Deep learning systems and models are layered architectures that learn different features at different layers (hierarchical representations of layered features). These layers are then finally connected to a last layer (usually a fully connected layer, in the case of supervised learning) to get the final output. This layered architecture allows us to utilize a pre-trained network without its final layer as a fixed feature extractor for other tasks.

Transfer Learning with Pre-Trained Deep Learning Models as Feature Extractors

The key idea here is to just leverage the pre-trained model’s weighted layers to extract features but not to update the weights of the model’s layers during training with new data for the new task.

The main advantage of this method is it requires less resources than fine-tuning.

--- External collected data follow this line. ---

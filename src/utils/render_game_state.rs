//! Terminal-oriented Unicode board renderer.

use crate::game_state::{chess_types::*, game_state::GameState};
use crate::utils::algebraic::row_to_rank;

/// Render the board to a Unicode string for terminal output, White at the
/// bottom.
pub fn render_game_state(game_state: &GameState) -> String {
    render_board(&game_state.board)
}

pub fn render_board(board: &Board) -> String {
    let mut out = String::new();

    out.push_str("  a b c d e f g h\n");

    for row in 0..8u8 {
        let rank = row_to_rank(row);
        out.push(rank);
        out.push(' ');

        for col in 0..8u8 {
            let square = Position { row, col };
            match board.get(square) {
                Some(piece) => out.push(piece_to_unicode(piece.color, piece.kind)),
                None => out.push('·'),
            }

            if col < 7 {
                out.push(' ');
            }
        }

        out.push(' ');
        out.push(rank);
        out.push('\n');
    }

    out.push_str("  a b c d e f g h");

    out
}

fn piece_to_unicode(color: Color, piece: PieceKind) -> char {
    match (color, piece) {
        (Color::White, PieceKind::Pawn) => '♙',
        (Color::White, PieceKind::Knight) => '♘',
        (Color::White, PieceKind::Bishop) => '♗',
        (Color::White, PieceKind::Rook) => '♖',
        (Color::White, PieceKind::Queen) => '♕',
        (Color::White, PieceKind::King) => '♔',
        (Color::Black, PieceKind::Pawn) => '♟',
        (Color::Black, PieceKind::Knight) => '♞',
        (Color::Black, PieceKind::Bishop) => '♝',
        (Color::Black, PieceKind::Rook) => '♜',
        (Color::Black, PieceKind::Queen) => '♛',
        (Color::Black, PieceKind::King) => '♚',
    }
}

However, it also requires a customized model for each downstream task and generally scores lower than fine-tuning.

Fine Tuning Off-the-shelf Pre-trained Models

This is a more involved technique, where we do not just replace the final layer (for classification/regression), but we also selectively retrain some of the previous layers. Deep neural networks are highly configurable architectures with various hyper-parameters. As discussed earlier, the initial layers have been seen to capture generic features, while the later ones focus more on the specific task at hand. Using this insight, we may freeze (fix weights) certain layers while retraining, or fine-tune the rest of them to suit our needs.

Transfer Learning with Fine Tuning Off-The-Shelf Pre-Trained Models

This method generally scores higher than feature-based one but it requires more resources due to re-training pre-trained models that are originally big.